Class of 190 Polish 4-6-0 locomotives

PKP class Ok22 is a class of ordinary passenger (O) 4-6-0 (k) steam locomotive designed in 1922 for
Polskie Koleje Państwowe (Polish State Railways, PKP). It was the first locomotive designed in Poland after World War I, so the design work was done jointly with Hanomag, based on the Prussian P 8 (PKP class Ok1)

==History==

===Introduction===
The first five engines were built in Germany by Hanomag in 1923. Polish production started in 1928 and lasted until 1934 after which 185 locomotives had been manufactured by Fablok in Chrzanów.
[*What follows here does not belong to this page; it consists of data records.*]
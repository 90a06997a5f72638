//! Task-level operations used by the dashboard views.
use chrono::NaiveDate;
use serde::Serialize;
use serde_json::{json, Map, Value};
use std::path::Path;
use tracing::{info, instrument, warn};

use crate::client::ApiClient;
use crate::dashboard::{self, DashboardSummary, UpcomingTask};
use crate::error::SyncError;
use crate::model::{Attachment, EntityKey, EntityKind, Priority, Task, TaskStatus};
use crate::mutation::{MutationController, MutationHandle};
use crate::store::{LocalStore, Patch};

/// Complete task representation sent by the edit form. People are sent by id.
#[derive(Debug, Clone, PartialEq, Serialize)]
pub struct TaskForm {
    pub title: String,
    pub description: String,
    pub start_date: Option<NaiveDate>,
    pub due_date: Option<NaiveDate>,
    pub priority: Option<Priority>,
    pub status: TaskStatus,
    pub assigned_to: Option<i64>,
    pub delegated_to: Option<i64>,
}

impl TaskForm {
    /// Prefill from the current state of a task.
    pub fn from_task(task: &Task) -> Self {
        Self {
            title: task.title.clone(),
            description: task.description.clone(),
            start_date: task.start_date,
            due_date: task.due_date,
            priority: task.priority.clone(),
            status: task.status.clone(),
            assigned_to: task.assigned_to.as_ref().map(|u| u.id),
            delegated_to: task.delegated_to.as_ref().map(|u| u.id),
        }
    }

    fn to_body(&self) -> Result<Map<String, Value>, SyncError> {
        match serde_json::to_value(self)? {
            Value::Object(map) => Ok(map),
            other => Err(SyncError::Decode(format!("task form encoded as {other}"))),
        }
    }

    /// Fields that can be shown locally before the server answers. People
    /// stay as they are until the server returns them expanded.
    fn local_patch(&self) -> Result<Patch, SyncError> {
        let mut patch = self.to_body()?;
        patch.remove("assigned_to");
        patch.remove("delegated_to");
        Ok(patch)
    }
}

#[derive(Clone)]
pub struct TaskBoard {
    client: ApiClient,
    mutations: MutationController,
}

impl TaskBoard {
    pub fn new(client: ApiClient, mutations: MutationController) -> Self {
        Self { client, mutations }
    }

    pub fn store(&self) -> &LocalStore {
        self.mutations.store()
    }

    pub fn mutations(&self) -> &MutationController {
        &self.mutations
    }

    /// Reload the task list from the server. Returns how many tasks came back.
    #[instrument(skip_all)]
    pub async fn refresh(&self) -> Result<usize, SyncError> {
        let items = self.client.list_entities(EntityKind::Task).await?;
        let count = items.len();
        self.store().replace_all(EntityKind::Task, keyed(items));
        info!(count, "task list refreshed");
        Ok(count)
    }

    pub fn tasks(&self) -> Result<Vec<Task>, SyncError> {
        self.store().list_as(EntityKind::Task)
    }

    pub fn task(&self, id: i64) -> Result<Option<Task>, SyncError> {
        self.store().get_as(EntityKey::task(id))
    }

    pub fn summary(&self, today: NaiveDate) -> Result<DashboardSummary, SyncError> {
        Ok(dashboard::summarize(&self.tasks()?, today))
    }

    pub fn upcoming(&self, today: NaiveDate) -> Result<Vec<UpcomingTask>, SyncError> {
        Ok(dashboard::upcoming(&self.tasks()?, today))
    }

    /// Optimistically patch arbitrary task fields.
    pub fn update_task(&self, id: i64, patch: Patch) -> MutationHandle {
        let client = self.client.clone();
        let commit_patch = patch.clone();
        self.mutations
            .apply_mutation(EntityKey::task(id), patch, move || async move {
                client.patch_entity(EntityKind::Task, id, &commit_patch).await
            })
    }

    /// Save the edit form with a full PUT.
    pub fn edit_task(&self, id: i64, form: TaskForm) -> Result<MutationHandle, SyncError> {
        let patch = form.local_patch()?;
        let body = form.to_body()?;
        let client = self.client.clone();
        Ok(self
            .mutations
            .apply_mutation(EntityKey::task(id), patch, move || async move {
                client.put_entity(EntityKind::Task, id, &body).await
            }))
    }

    pub fn set_status(&self, id: i64, status: TaskStatus) -> MutationHandle {
        self.update_task(id, single_field("status", json!(status.as_str())))
    }

    /// Delegate a task to another user, or withdraw the delegation.
    pub fn delegate(&self, id: i64, user_id: Option<i64>) -> MutationHandle {
        self.update_task(id, single_field("delegated_to_id", json!(user_id)))
    }

    /// Create a task. Not optimistic: the id is server-assigned.
    #[instrument(skip(self, body))]
    pub async fn create_task(&self, body: Patch) -> Result<Task, SyncError> {
        let created = self.client.create_entity(EntityKind::Task, &body).await?;
        let task: Task = serde_json::from_value(created.clone())?;
        self.store().upsert(EntityKey::task(task.id), created);
        info!(id = task.id, "task created");
        Ok(task)
    }

    /// Hide the task now and delete it remotely after any edits already
    /// queued for it. A refused delete brings it back.
    #[instrument(skip(self))]
    pub async fn delete_task(&self, id: i64) -> Result<(), SyncError> {
        let client = self.client.clone();
        self.mutations
            .apply_delete(EntityKey::task(id), move || async move {
                client.delete_entity(EntityKind::Task, id).await?;
                Ok(Value::Null)
            })
            .outcome()
            .await?;
        info!(id, "task deleted");
        Ok(())
    }

    /// Upload a file from disk to a task, then reload the task so its
    /// attachment list is current.
    #[instrument(skip(self, path), fields(path = %path.as_ref().display()))]
    pub async fn attach_file(
        &self,
        task_id: i64,
        path: impl AsRef<Path>,
    ) -> Result<Attachment, SyncError> {
        let path = path.as_ref();
        let file_name = path
            .file_name()
            .and_then(|name| name.to_str())
            .ok_or_else(|| SyncError::ValidationFailed(format!("not a file: {}", path.display())))?
            .to_string();
        let bytes = tokio::fs::read(path).await.map_err(|err| {
            SyncError::ValidationFailed(format!("cannot read {}: {err}", path.display()))
        })?;
        let attachment = self
            .client
            .upload_attachment(task_id, &file_name, bytes)
            .await?;
        info!(task_id, attachment = attachment.id, "file attached");
        self.reload(task_id).await;
        Ok(attachment)
    }

    #[instrument(skip(self))]
    pub async fn remove_attachment(&self, task_id: i64, attachment_id: i64) -> Result<(), SyncError> {
        self.client.delete_attachment(attachment_id).await?;
        self.reload(task_id).await;
        Ok(())
    }

    /// Best effort: the attachment call already succeeded.
    async fn reload(&self, id: i64) {
        match self.client.get_entity(EntityKind::Task, id).await {
            Ok(value) if value.is_object() => self.store().upsert(EntityKey::task(id), value),
            Ok(_) => {}
            Err(err) => warn!(id, ?err, "task reload failed"),
        }
    }
}

fn single_field(name: &str, value: Value) -> Patch {
    let mut patch = Map::new();
    patch.insert(name.to_string(), value);
    patch
}

/// Pair listing items with their `id`; items without one are skipped.
fn keyed(items: Vec<Value>) -> Vec<(i64, Value)> {
    items
        .into_iter()
        .filter_map(|item| {
            let id = item.get("id").and_then(Value::as_i64);
            if id.is_none() {
                warn!(%item, "listing item without id ignored");
            }
            id.map(|id| (id, item))
        })
        .collect()
}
The first Polish-built locomotive (Ok22-6) was ready on December 31, 1928. Polish versions of the locomotive bore some improvements and changes compared with German ones, and were similar to PKP class Ty23. Ok22 locomotives were the first on the PKP to be equipped with electric lights.

===Wartime===
After the German invasion of Poland in World War II, most Ok22 locomotives were taken into the Deutsche Reichsbahn fleet as 38 4501 to 38 4630.

===Present day===
Only two examples have survived. Ok22-23 in Jaworzyna Śląska and Ok22-31 in Wolsztyn. Ok22-31 was an operational engine. It ran until 1997, and after retirement became a stationary exhibit. In 2004 the machine was restored to working order again, and it ran until 2009. It is currently static.